Examples of materials that may be suitable include, but are not
limited to, polyvinylidene chloride, ethylene vinyl alcohol, DuPont
DARTEK.TM. nylon 6,6, and others referred to above.
[0149] Alternatively or additionally, any of the blanks, supports,
packages, or other constructs of the present invention may be
coated or laminated with other materials to impart other
properties, such as absorbency, repellency, opacity, color,
printability, stiffness, or cushioning. For example, absorbent
susceptors are described in U.S. Provisional Application No.
60/604,637, U.S. Patent Application Publication No. US 2006-0049190
A1, and U.S. patent application Ser. No. 11/673,136, each of which
is incorporated herein by reference in its entirety. Additionally,
the blanks, supports, packages, or other constructs may include
graphics or indicia printed thereon.
[0150] It will be understood that with some combinations of
elements and materials, the microwave interactive element may have
a grey or silver color this is visually distinguishable from the
substrate or the support. However, in some instances, it may be
desirable to provide a web or construct having a uniform color
and/or appearance. Such a web or construct may be more
aesthetically pleasing to a consumer, particularly when the
consumer is accustomed to packages or containers having certain
visual attributes, for example, a solid color, a particular
pattern, and so on. Thus, for example, the present invention
contemplates using a silver or grey toned adhesive to join the
microwave interactive elements to the substrate, using a silver or
grey toned substrate to mask the presence of the silver or grey
toned microwave interactive element, using a dark toned substrate,
for example, a black toned substrate, to conceal the presence of
the silver or grey toned microwave interactive element,
overprinting the metallized side of the web with a silver or grey
toned ink to obscure the color variation, printing the
non-metallized side of the web with a silver or grey ink or other
concealing color in a suitable pattern or as a solid color layer to
mask or conceal the presence of the microwave interactive element,
or any other suitable technique or combination thereof.

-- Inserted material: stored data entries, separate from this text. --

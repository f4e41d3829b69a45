//! Error taxonomy shared by the engine, the views and their cursors.

use thiserror::Error;

/// Construction-time misconfiguration. Always a programmer error.
#[derive(Debug, Clone, PartialEq, Error)]
pub enum ConfigError {
    #[error("no hash function: the hasher type has no default and none was supplied")]
    MissingHasher,
    #[error("two different hash functions were supplied")]
    ConflictingHashers,
    #[error("load threshold must be finite and positive, got {0}")]
    InvalidLoadThreshold(f64),
}

/// Why a cursor refused to erase.
#[derive(Debug, Copy, Clone, PartialEq, Eq)]
pub enum CannotErase {
    /// The element under the cursor was already erased; advance first.
    AlreadyErased,
    /// The cursor is exhausted.
    PastEnd,
}

impl core::fmt::Display for CannotErase {
    fn fmt(&self, f: &mut core::fmt::Formatter<'_>) -> core::fmt::Result {
        match self {
            CannotErase::AlreadyErased => f.write_str("cursor element already erased"),
            CannotErase::PastEnd => f.write_str("cursor is beyond the table"),
        }
    }
}

#[derive(Debug, Clone, PartialEq, Error)]
pub enum Error {
    #[error(transparent)]
    Config(#[from] ConfigError),
    #[error("key not found")]
    KeyNotFound,
    #[error("table modified while cursor was live (expected mod_count {expected}, found {actual})")]
    ConcurrentModification { expected: u64, actual: u64 },
    #[error("cursor does not reference a live element")]
    IllegalIteratorState,
    #[error("cannot erase: {0}")]
    CannotErase(CannotErase),
    #[error("cursor belongs to a different table")]
    WrongTable,
}

pub type Result<T, E = Error> = core::result::Result<T, E>;
//! Checked cursors over a `ChainTable`.
//!
//! A `Cursor` does not borrow its table. It remembers which table it came
//! from, the (bin, node) position it is at, and the table's mod_count when it
//! was made. Every operation takes the table explicitly and fails instead of
//! acting on stale state:
//! - wrong table: `Error::WrongTable`;
//! - table changed behind the cursor's back: `Error::ConcurrentModification`;
//! - reading an exhausted or just-erased position: `Error::IllegalIteratorState`;
//! - erasing twice, or at the end: `Error::CannotErase`.
//!
//! Erasing through the cursor moves it to the erased node's successor and
//! resynchronizes its mod_count. The next `advance` only re-arms erasure, so a
//! scan that erases as it goes visits every remaining element exactly once.

use crate::error::{CannotErase, Error, Result};
use crate::generation::TableId;
use crate::hash::KeyHash;
use crate::table::{ChainTable, NodeKey};

/// A checked position in a table. See the module docs.
#[derive(Clone, Debug)]
pub struct Cursor {
    table: TableId,
    position: Option<(usize, NodeKey)>,
    expected_mod_count: u64,
    can_erase: bool,
}

impl Cursor {
    /// Cursor at the first element in bin order, or exhausted if empty.
    pub fn begin<K, V, S>(table: &ChainTable<K, V, S>) -> Self
    where
        K: Eq,
        S: KeyHash<K>,
    {
        Self {
            table: table.id(),
            position: table.first_from(0),
            expected_mod_count: table.mod_count(),
            can_erase: true,
        }
    }

    /// Exhausted cursor.
    pub fn end<K, V, S>(table: &ChainTable<K, V, S>) -> Self
    where
        K: Eq,
        S: KeyHash<K>,
    {
        Self {
            table: table.id(),
            position: None,
            expected_mod_count: table.mod_count(),
            can_erase: true,
        }
    }

    pub fn is_end(&self) -> bool {
        self.position.is_none()
    }

    /// Bin the cursor is in, `None` once exhausted.
    pub fn bin(&self) -> Option<usize> {
        self.position.map(|(bin, _)| bin)
    }

    pub fn can_erase(&self) -> bool {
        self.can_erase
    }

    pub fn table_id(&self) -> TableId {
        self.table
    }

    fn check<K, V, S>(&self, table: &ChainTable<K, V, S>) -> Result<()>
    where
        K: Eq,
        S: KeyHash<K>,
    {
        self.table.check(table.id())?;
        table.generation().check(self.expected_mod_count)
    }

    /// Step to the next element. After an erase this only re-arms erasure:
    /// the cursor already sits on the erased element's successor.
    pub fn advance<K, V, S>(&mut self, table: &ChainTable<K, V, S>) -> Result<()>
    where
        K: Eq,
        S: KeyHash<K>,
    {
        self.check(table)?;
        let Some((bin, nk)) = self.position else {
            return Ok(());
        };
        if self.can_erase {
            self.position = table.successor(bin, nk);
        } else {
            self.can_erase = true;
        }
        Ok(())
    }

    pub fn get<'a, K, V, S>(&self, table: &'a ChainTable<K, V, S>) -> Result<(&'a K, &'a V)>
    where
        K: Eq,
        S: KeyHash<K>,
    {
        self.check(table)?;
        let nk = self.live_node()?;
        table.entry(nk).ok_or(Error::IllegalIteratorState)
    }

    /// Mutable access to the value under the cursor. Not a structural change.
    pub fn get_mut<'a, K, V, S>(
        &self,
        table: &'a mut ChainTable<K, V, S>,
    ) -> Result<(&'a K, &'a mut V)>
    where
        K: Eq,
        S: KeyHash<K>,
    {
        self.check(table)?;
        let nk = self.live_node()?;
        table.entry_mut(nk).ok_or(Error::IllegalIteratorState)
    }

    fn live_node(&self) -> Result<NodeKey> {
        match self.position {
            Some((_, nk)) if self.can_erase => Ok(nk),
            _ => Err(Error::IllegalIteratorState),
        }
    }

    /// Remove the element under the cursor from `table` and return it.
    pub fn erase<K, V, S>(&mut self, table: &mut ChainTable<K, V, S>) -> Result<(K, V)>
    where
        K: Eq,
        S: KeyHash<K>,
    {
        self.check(table)?;
        if !self.can_erase {
            return Err(Error::CannotErase(CannotErase::AlreadyErased));
        }
        let (bin, nk) = self
            .position
            .ok_or(Error::CannotErase(CannotErase::PastEnd))?;
        // Step off the node before it is freed.
        let successor = table.successor(bin, nk);
        let removed = table
            .remove_node(bin, nk)
            .ok_or(Error::IllegalIteratorState)?;
        tracing::trace!(bin, "erased at cursor");
        self.position = successor;
        self.can_erase = false;
        self.expected_mod_count = table.mod_count();
        Ok(removed)
    }

    /// Whether both cursors are at the same position of `table`.
    pub fn same_position<K, V, S>(&self, other: &Cursor, table: &ChainTable<K, V, S>) -> Result<bool>
    where
        K: Eq,
        S: KeyHash<K>,
    {
        self.check(table)?;
        other.table.check(self.table)?;
        Ok(self.position == other.position)
    }
}
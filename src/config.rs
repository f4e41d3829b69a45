//! Table construction settings and hasher resolution.

use crate::error::ConfigError;
use crate::hash::KeyHash;

pub const DEFAULT_LOAD_THRESHOLD: f64 = 1.0;
pub const DEFAULT_INITIAL_BINS: usize = 1;

/// Builder for table construction.
///
/// ```
/// use chain_table::{ChainMap, HashFn, TableConfig};
///
/// fn by_len(s: &String) -> i64 {
///     s.len() as i64
/// }
///
/// let cfg = TableConfig::new()
///     .hasher(HashFn::new(by_len))
///     .load_threshold(0.75)
///     .initial_bins(8);
/// let map: ChainMap<String, u32, HashFn<String>> = ChainMap::with_config(cfg).unwrap();
/// assert_eq!(map.bins(), 8);
/// ```
#[derive(Clone, Debug)]
pub struct TableConfig<S> {
    hasher: Option<S>,
    // Later call-level hashers, kept only to be checked against the first.
    extra_hashers: Vec<S>,
    load_threshold: f64,
    initial_bins: usize,
}

impl<S> Default for TableConfig<S> {
    fn default() -> Self {
        Self {
            hasher: None,
            extra_hashers: Vec::new(),
            load_threshold: DEFAULT_LOAD_THRESHOLD,
            initial_bins: DEFAULT_INITIAL_BINS,
        }
    }
}

/// Settings after validation.
#[derive(Debug)]
pub(crate) struct Resolved<S> {
    pub hasher: S,
    pub load_threshold: f64,
    pub initial_bins: usize,
}

impl<S> TableConfig<S> {
    pub fn new() -> Self {
        Self::default()
    }

    /// Supply the hash function. If any later call supplies a different one,
    /// construction fails with `ConflictingHashers`.
    pub fn hasher(mut self, hasher: S) -> Self {
        if self.hasher.is_none() {
            self.hasher = Some(hasher);
        } else {
            self.extra_hashers.push(hasher);
        }
        self
    }

    /// Maximum `len / bins` ratio tolerated after an insert.
    pub fn load_threshold(mut self, threshold: f64) -> Self {
        self.load_threshold = threshold;
        self
    }

    /// Starting bin count. Zero is treated as one.
    pub fn initial_bins(mut self, bins: usize) -> Self {
        self.initial_bins = bins;
        self
    }

    pub(crate) fn resolve<K>(self) -> Result<Resolved<S>, ConfigError>
    where
        K: ?Sized,
        S: KeyHash<K>,
    {
        self.resolve_or::<K>(None)
    }

    /// Resolve, falling back to `inherited` when neither the hasher type nor
    /// the caller names a function.
    pub(crate) fn resolve_or<K>(self, inherited: Option<S>) -> Result<Resolved<S>, ConfigError>
    where
        K: ?Sized,
        S: KeyHash<K>,
    {
        if !(self.load_threshold.is_finite() && self.load_threshold > 0.0) {
            return Err(ConfigError::InvalidLoadThreshold(self.load_threshold));
        }
        if let Some(first) = &self.hasher {
            if !self.extra_hashers.iter().all(|h| first.agrees_with(h)) {
                return Err(ConfigError::ConflictingHashers);
            }
        }
        let hasher = match (S::type_default(), self.hasher) {
            (Some(t), Some(c)) if !t.agrees_with(&c) => {
                return Err(ConfigError::ConflictingHashers)
            }
            (_, Some(c)) => c,
            (Some(t), None) => t,
            (None, None) => inherited.ok_or(ConfigError::MissingHasher)?,
        };
        Ok(Resolved {
            hasher,
            load_threshold: self.load_threshold,
            initial_bins: self.initial_bins.max(1),
        })
    }
}
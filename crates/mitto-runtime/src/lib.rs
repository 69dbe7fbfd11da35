//! Per-session state machine and observer fan-out.
//!
//! A [`Runtime`] owns one agent connection, one [`mitto_buffer::StreamBuffer`],
//! one [`mitto_queue::Queue`], and the set of clients currently watching the
//! session. Everything else in this workspace talks to a running session
//! only through the cheap-to-clone [`RuntimeHandle`] it hands back.

mod observer;
mod runtime;
mod state;

pub use mitto_acp::{AcpAdapter, AcpError};
pub use observer::{Observer, ObserverError};
pub use runtime::{Runtime, RuntimeConfig, RuntimeHandle};
pub use state::{RejectReason, RuntimeState, SubmitOutcome};

use serde::{Deserialize, Serialize};

/// Everything an observer can be sent. Tagged so a gateway can serialize
/// one straight onto a websocket frame without an intermediate mapping.
#[derive(Debug, Clone, Serialize, Deserialize)]
#[serde(tag = "type", rename_all = "snake_case")]
pub enum ServerEvent {
    UserPrompt {
        seq: i64,
        sender_id: String,
        prompt_id: String,
        text: String,
        image_ids: Vec<String>,
    },
    AgentMessage {
        seq: i64,
        html: String,
    },
    AgentThought {
        seq: i64,
        text: String,
    },
    ToolCall {
        seq: i64,
        id: String,
        title: String,
        status: String,
    },
    ToolCallUpdate {
        seq: i64,
        id: String,
        status: String,
    },
    Plan {
        seq: i64,
        steps: serde_json::Value,
    },
    /// Not deduplicated against `last_sent_seq` even though it carries one:
    /// every registered client must see every permission request, since any
    /// one of them may be the one that answers it.
    Permission {
        seq: i64,
        request_id: String,
        title: String,
        options: serde_json::Value,
    },
    Error {
        seq: i64,
        message: String,
    },
    PromptComplete {
        event_count: i64,
    },
    ActionButtons {
        buttons: Vec<ActionButton>,
    },
    QueueUpdated {
        queue_length: usize,
    },
    QueueMessageTitled {
        message_id: String,
        title: String,
    },
    EventsLoaded {
        events: Vec<mitto_store::Event>,
        has_more: bool,
        first_seq: Option<i64>,
        last_seq: i64,
        total_count: usize,
        prepend: bool,
    },
}

impl ServerEvent {
    /// The sequence this event is stamped with, if any. Events without a
    /// `seq` (permissions, queue notices, action buttons) are never
    /// deduplicated and always reach every observer.
    pub fn seq(&self) -> Option<i64> {
        match self {
            ServerEvent::UserPrompt { seq, .. }
            | ServerEvent::AgentMessage { seq, .. }
            | ServerEvent::AgentThought { seq, .. }
            | ServerEvent::ToolCall { seq, .. }
            | ServerEvent::ToolCallUpdate { seq, .. }
            | ServerEvent::Plan { seq, .. }
            | ServerEvent::Error { seq, .. } => Some(*seq),
            _ => None,
        }
    }

    /// Agent text/thought chunks of the same run share one `seq`; a later
    /// chunk at an already-sent `seq` is a continuation, not a repeat.
    pub fn is_coalescing(&self) -> bool {
        matches!(self, ServerEvent::AgentMessage { .. } | ServerEvent::AgentThought { .. })
    }
}

#[derive(Debug, Clone, Serialize, Deserialize)]
pub struct ActionButton {
    pub label: String,
    pub response: String,
}

impl ActionButton {
    const MAX_LABEL_LEN: usize = 80;

    /// Trims whitespace and caps the label length; returns `None` for a
    /// label or response that is empty once trimmed.
    pub fn new(label: impl Into<String>, response: impl Into<String>) -> Option<Self> {
        let mut label = label.into().trim().to_string();
        let response = response.into().trim().to_string();
        if label.is_empty() || response.is_empty() {
            return None;
        }
        if label.len() > Self::MAX_LABEL_LEN {
            label.truncate(Self::MAX_LABEL_LEN);
        }
        Some(Self { label, response })
    }
}

#[derive(Debug, Clone, Serialize)]
pub struct RunningStatus {
    pub is_running: bool,
    pub is_prompting: bool,
    pub last_seq: i64,
    pub queue_length: usize,
    pub status: mitto_store::SessionStatus,
}

#[derive(Debug, Clone)]
pub struct LoadEventsResult {
    pub events: Vec<mitto_store::Event>,
    pub has_more: bool,
    pub first_seq: Option<i64>,
    pub last_seq: i64,
    pub total_count: usize,
}

/// Generates up to a handful of quick-reply suggestions from the agent's
/// last message. Implemented by the caller against whatever auxiliary
/// agent session it wants to drive; this crate only knows how to call it
/// once per completed prompt and cache the result.
#[async_trait::async_trait]
pub trait SuggestionGenerator: Send + Sync {
    async fn suggest(&self, last_agent_message: &str) -> anyhow::Result<Vec<ActionButton>>;
}

#[derive(Debug, thiserror::Error)]
pub enum RuntimeError {
    #[error("invalid argument: {0}")]
    InvalidArgument(String),
    #[error("message {0} not found")]
    MessageNotFound(String),
    #[error("permission request {0} not found")]
    PermissionNotFound(String),
    #[error("runtime is stopped")]
    Stopped,
    #[error(transparent)]
    Store(#[from] mitto_store::StoreError),
    #[error(transparent)]
    Queue(#[from] mitto_queue::QueueError),
    #[error(transparent)]
    Acp(#[from] mitto_acp::AcpError),
}

impl RuntimeError {
    pub fn kind(&self) -> mitto_store::ErrorKind {
        use mitto_store::ErrorKind;
        match self {
            RuntimeError::InvalidArgument(_) => ErrorKind::InvalidArgument,
            RuntimeError::MessageNotFound(_) => ErrorKind::NotFound,
            RuntimeError::PermissionNotFound(_) => ErrorKind::NotFound,
            RuntimeError::Stopped => ErrorKind::Cancelled,
            RuntimeError::Store(e) => e.kind(),
            RuntimeError::Queue(e) => match e {
                mitto_queue::QueueError::Full => ErrorKind::QueueFull,
                mitto_queue::QueueError::Empty => ErrorKind::QueueEmpty,
                mitto_queue::QueueError::NotFound(_) => ErrorKind::NotFound,
                mitto_queue::QueueError::Store(inner) => inner.kind(),
            },
            RuntimeError::Acp(e) => match e {
                mitto_acp::AcpError::Unavailable(_) => ErrorKind::AgentUnavailable,
                mitto_acp::AcpError::Protocol(_) => ErrorKind::AgentProtocol,
                mitto_acp::AcpError::Cancelled => ErrorKind::Cancelled,
            },
        }
    }
}
use std::collections::HashMap;
use std::sync::Arc;
use std::time::{Duration, Instant};

use mitto_acp::{AcpAdapter, AcpUpdate, StopReasonKind};
use mitto_buffer::{BufferConfig, Emission, StreamBuffer};
use mitto_store::{Event, EventKind, Flags, SessionId, Store};
use tokio::sync::{mpsc, oneshot};

use crate::observer::{Observer, ObserverSlot};
use crate::state::{RejectReason, RuntimeState, SubmitOutcome};
use crate::{ActionButton, LoadEventsResult, RunningStatus, RuntimeError, ServerEvent, SuggestionGenerator};

#[derive(Debug, Clone)]
pub struct RuntimeConfig {
    pub queue_max_size: usize,
    pub queue_enabled: bool,
    pub permission_timeout: Duration,
    pub auto_drain_delay: Duration,
    pub buffer: BufferConfig,
}

impl Default for RuntimeConfig {
    fn default() -> Self {
        Self {
            queue_max_size: 50,
            queue_enabled: true,
            permission_timeout: Duration::from_secs(300),
            auto_drain_delay: Duration::from_secs(3),
            buffer: BufferConfig::default(),
        }
    }
}

enum Command {
    SubmitPrompt {
        text: String,
        image_ids: Vec<String>,
        client_id: String,
        prompt_id: String,
        reply: oneshot::Sender<Result<SubmitOutcome, RuntimeError>>,
    },
    Cancel {
        reply: oneshot::Sender<Result<(), RuntimeError>>,
    },
    AddObserver {
        observer: Arc<dyn Observer>,
        loaded_last_seq: i64,
        reply: oneshot::Sender<u64>,
    },
    RemoveObserver {
        id: u64,
    },
    AnswerPermission {
        request_id: String,
        selection: String,
        reply: oneshot::Sender<Result<(), RuntimeError>>,
    },
    LoadEvents {
        limit: usize,
        before_seq: Option<i64>,
        after_seq: Option<i64>,
        reply: oneshot::Sender<Result<LoadEventsResult, RuntimeError>>,
    },
    GetStatus {
        reply: oneshot::Sender<RunningStatus>,
    },
    SetFlags {
        flags: Flags,
        reply: oneshot::Sender<Result<(), RuntimeError>>,
    },
    GetFlags {
        reply: oneshot::Sender<Flags>,
    },
    SetUserData {
        key: String,
        value: String,
        reply: oneshot::Sender<Result<(), RuntimeError>>,
    },
    Stop {
        reply: oneshot::Sender<()>,
    },
    Internal(InternalEvent),
}

enum InternalEvent {
    Queue(mitto_queue::QueueEvent),
    Suggestions(Vec<ActionButton>),
}

/// Cheap-to-clone front door to a live session. Every call round-trips
/// through the owning [`Runtime`] task over an internal channel, so two
/// handles calling concurrently never race each other's state.
#[derive(Clone)]
pub struct RuntimeHandle {
    cmd_tx: mpsc::Sender<Command>,
    session_id: SessionId,
}

impl RuntimeHandle {
    pub fn session_id(&self) -> &SessionId {
        &self.session_id
    }

    pub async fn submit_prompt(
        &self,
        text: String,
        image_ids: Vec<String>,
        client_id: String,
        prompt_id: String,
    ) -> Result<SubmitOutcome, RuntimeError> {
        let (reply, rx) = oneshot::channel();
        self.cmd_tx
            .send(Command::SubmitPrompt { text, image_ids, client_id, prompt_id, reply })
            .await
            .map_err(|_| RuntimeError::Stopped)?;
        rx.await.map_err(|_| RuntimeError::Stopped)?
    }

    pub async fn cancel(&self) -> Result<(), RuntimeError> {
        let (reply, rx) = oneshot::channel();
        self.cmd_tx
            .send(Command::Cancel { reply })
            .await
            .map_err(|_| RuntimeError::Stopped)?;
        rx.await.map_err(|_| RuntimeError::Stopped)?
    }

    /// Register a new observer. The returned handle must be kept (or its
    /// `id` remembered) to unregister later; dropping it without calling
    /// [`ObserverHandle::unregister`] leaves the observer registered until
    /// its `send` starts failing.
    pub async fn add_observer(
        &self,
        observer: Arc<dyn Observer>,
        loaded_last_seq: i64,
    ) -> Result<ObserverHandle, RuntimeError> {
        let (reply, rx) = oneshot::channel();
        self.cmd_tx
            .send(Command::AddObserver { observer, loaded_last_seq, reply })
            .await
            .map_err(|_| RuntimeError::Stopped)?;
        let id = rx.await.map_err(|_| RuntimeError::Stopped)?;
        Ok(ObserverHandle { id, cmd_tx: self.cmd_tx.clone() })
    }

    pub async fn answer_permission(
        &self,
        request_id: String,
        selection: String,
    ) -> Result<(), RuntimeError> {
        let (reply, rx) = oneshot::channel();
        self.cmd_tx
            .send(Command::AnswerPermission { request_id, selection, reply })
            .await
            .map_err(|_| RuntimeError::Stopped)?;
        rx.await.map_err(|_| RuntimeError::Stopped)?
    }

    pub async fn load_events(
        &self,
        limit: usize,
        before_seq: Option<i64>,
        after_seq: Option<i64>,
    ) -> Result<LoadEventsResult, RuntimeError> {
        let (reply, rx) = oneshot::channel();
        self.cmd_tx
            .send(Command::LoadEvents { limit, before_seq, after_seq, reply })
            .await
            .map_err(|_| RuntimeError::Stopped)?;
        rx.await.map_err(|_| RuntimeError::Stopped)?
    }

    pub async fn get_running_status(&self) -> Result<RunningStatus, RuntimeError> {
        let (reply, rx) = oneshot::channel();
        self.cmd_tx
            .send(Command::GetStatus { reply })
            .await
            .map_err(|_| RuntimeError::Stopped)?;
        rx.await.map_err(|_| RuntimeError::Stopped)
    }

    pub async fn set_flags(&self, flags: Flags) -> Result<(), RuntimeError> {
        let (reply, rx) = oneshot::channel();
        self.cmd_tx
            .send(Command::SetFlags { flags, reply })
            .await
            .map_err(|_| RuntimeError::Stopped)?;
        rx.await.map_err(|_| RuntimeError::Stopped)?
    }

    pub async fn get_flags(&self) -> Result<Flags, RuntimeError> {
        let (reply, rx) = oneshot::channel();
        self.cmd_tx
            .send(Command::GetFlags { reply })
            .await
            .map_err(|_| RuntimeError::Stopped)?;
        rx.await.map_err(|_| RuntimeError::Stopped)
    }

    pub async fn set_user_data(&self, key: String, value: String) -> Result<(), RuntimeError> {
        let (reply, rx) = oneshot::channel();
        self.cmd_tx
            .send(Command::SetUserData { key, value, reply })
            .await
            .map_err(|_| RuntimeError::Stopped)?;
        rx.await.map_err(|_| RuntimeError::Stopped)?
    }

    pub async fn stop(&self) -> Result<(), RuntimeError> {
        let (reply, rx) = oneshot::channel();
        self.cmd_tx
            .send(Command::Stop { reply })
            .await
            .map_err(|_| RuntimeError::Stopped)?;
        rx.await.map_err(|_| RuntimeError::Stopped)
    }
}

pub struct ObserverHandle {
    id: u64,
    cmd_tx: mpsc::Sender<Command>,
}

impl ObserverHandle {
    pub async fn unregister(self) {
        let _ = self.cmd_tx.send(Command::RemoveObserver { id: self.id }).await;
    }
}

/// Owns one session's agent connection, buffering, queue, and observer
/// list. Lives entirely inside the task spawned by [`Runtime::spawn`];
/// every other crate talks to it only through [`RuntimeHandle`].
pub struct Runtime {
    store: Arc<Store>,
    session_id: SessionId,
    adapter: Arc<dyn AcpAdapter>,
    queue: Arc<mitto_queue::Queue>,
    queue_enabled: bool,
    metadata: mitto_store::Metadata,

    state: RuntimeState,
    seq_counter: i64,

    message_buffer: StreamBuffer,
    thought_buffer: StreamBuffer,
    message_seq: Option<i64>,
    thought_seq: Option<i64>,
    in_flight: Vec<Event>,
    current_updates: Option<mpsc::Receiver<AcpUpdate>>,

    observers: Vec<Arc<ObserverSlot>>,
    next_observer_id: u64,

    pending_permissions: HashMap<String, Instant>,
    permission_timeout: Duration,

    auto_drain_delay: Duration,
    drain_at: Option<Instant>,

    action_buttons: Vec<ActionButton>,
    last_agent_message: Option<String>,
    suggestion_generator: Option<Arc<dyn SuggestionGenerator>>,

    cmd_rx: mpsc::Receiver<Command>,
    self_tx: mpsc::Sender<Command>,
}
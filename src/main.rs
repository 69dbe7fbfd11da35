mod cli;

use std::io;
use std::path::{Path, PathBuf};

use clap::{CommandFactory, Parser};
use cli::{Cli, Commands, GatewayCommand};
use rand::distributions::Alphanumeric;
use rand::Rng;
use tracing_subscriber::{fmt, EnvFilter};
use tracing_subscriber::layer::SubscriberExt;
use tracing_subscriber::util::SubscriberInitExt;

use mitto_config::Config;
use mitto_manager::Manager;

#[tokio::main]
async fn main() -> anyhow::Result<()> {
    let cli = Cli::parse();
    init_logging(cli.verbose);

    let config = mitto_config::load(cli.config.as_deref())?;

    match cli.command {
        Commands::Serve { bind } => run_serve(config, bind).await,
        Commands::ShowConfig => show_config(&config),
        Commands::ListSessions { workspace, json } => {
            list_sessions(config, workspace.as_deref(), json).await
        }
        Commands::Gateway { command: GatewayCommand::Token { regenerate } } => {
            gateway_token(&config, regenerate)
        }
        Commands::Completions { shell } => {
            let mut cmd = Cli::command();
            let name = cmd.get_name().to_string();
            clap_complete::generate(shell, &mut cmd, name, &mut io::stdout());
            Ok(())
        }
    }
}

async fn run_serve(config: Config, bind_override: Option<String>) -> anyhow::Result<()> {
    std::fs::create_dir_all(&config.data_root)?;
    let bind_address = bind_override.unwrap_or_else(|| config.bind_address.clone());
    let token = load_or_create_token(&token_path(&config), false)?;

    let manager = Manager::new(config);
    let recovered = manager.startup_recover().await?;
    tracing::info!(recovered, "recovered active sessions");

    let app = mitto_gateway::router(manager, token);
    let listener = tokio::net::TcpListener::bind(&bind_address).await?;
    tracing::info!(%bind_address, "mitto listening");
    axum::serve(listener, app).await?;
    Ok(())
}

fn show_config(config: &Config) -> anyhow::Result<()> {
    print!("{}", serde_yaml::to_string(config)?);
    Ok(())
}

async fn list_sessions(config: Config, workspace: Option<&str>, json: bool) -> anyhow::Result<()> {
    let manager = Manager::new(config);
    let sessions = manager.list_sessions(workspace).await?;

    if json {
        println!("{}", serde_json::to_string_pretty(&sessions)?);
        return Ok(());
    }

    for meta in sessions {
        println!(
            "{}\t{}\t{:?}\t{}",
            meta.session_id, meta.workspace, meta.status, meta.agent
        );
    }
    Ok(())
}

fn token_path(config: &Config) -> PathBuf {
    config.data_root.join("gateway.token")
}

/// Reads the token at `path`, generating and persisting a new one if it is
/// missing or `regenerate` is set. Written with owner-only permissions on
/// unix so a shared multi-user host doesn't leak it to other accounts.
fn load_or_create_token(path: &Path, regenerate: bool) -> anyhow::Result<String> {
    if !regenerate {
        if let Ok(existing) = std::fs::read_to_string(path) {
            let trimmed = existing.trim().to_string();
            if !trimmed.is_empty() {
                return Ok(trimmed);
            }
        }
    }

    let token: String = rand::thread_rng()
        .sample_iter(&Alphanumeric)
        .take(40)
        .map(char::from)
        .collect();

    if let Some(parent) = path.parent() {
        std::fs::create_dir_all(parent)?;
    }
    std::fs::write(path, &token)?;

    #[cfg(unix)]
    {
        use std::os::unix::fs::PermissionsExt;
        std::fs::set_permissions(path, std::fs::Permissions::from_mode(0o600))?;
    }

    Ok(token)
}

fn gateway_token(config: &Config, regenerate: bool) -> anyhow::Result<()> {
    let token = load_or_create_token(&token_path(config), regenerate)?;
    println!("{token}");
    Ok(())
}

/// Stderr logging by default; set `MITTO_LOG_FILE` to redirect to a file
/// instead (useful once the daemon is backgrounded under a process
/// supervisor that doesn't capture stdio).
fn init_logging(verbosity: u8) {
    let level = match verbosity {
        0 => "info",
        1 => "debug",
        _ => "trace",
    };
    let filter = EnvFilter::try_from_default_env().unwrap_or_else(|_| EnvFilter::new(level));

    if let Ok(log_path) = std::env::var("MITTO_LOG_FILE") {
        if let Ok(file) = std::fs::OpenOptions::new().create(true).append(true).open(&log_path) {
            let _ = tracing_subscriber::registry()
                .with(fmt::layer().with_target(true).with_ansi(false).with_writer(std::sync::Mutex::new(file)))
                .with(filter)
                .try_init();
            return;
        }
    }

    let _ = tracing_subscriber::registry()
        .with(fmt::layer().with_target(false).with_writer(std::io::stderr))
        .with(filter)
        .try_init();
}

[0151] In the examples shown herein, the various constructs are
somewhat rectangular in shape, suitable, for example, for heating
one or more sandwiches, biscuits, or other dough-based food item
therein. However, it will be understood that in this and other
aspects of the invention described herein or contemplated hereby,
numerous suitable shapes and configurations may be used to form the
various panels and other components of the various constructs.
Examples of other shapes encompassed hereby include, but are not
limited to, polygons, circles, ovals, cylinders, prisms, spheres,
polyhedrons, and ellipsoids. The shape of each panel or other
component may be determined largely by the shape of the food item,
and it should be understood that different packages are
contemplated for different food items, for example, sandwiches,
pizzas, breaded chicken nuggets or strips, egg rolls, French fries,
soft pretzels, pizza bites, cheese sticks, pastries, doughs, and so
forth. Likewise, the construct may include gussets, pleats, or any
other feature needed or desired to accommodate a particular food
item and/or portion size. Additionally, it will be understood that
the present invention contemplates blanks and constructs for
single-serving portions and for multiple-serving portions.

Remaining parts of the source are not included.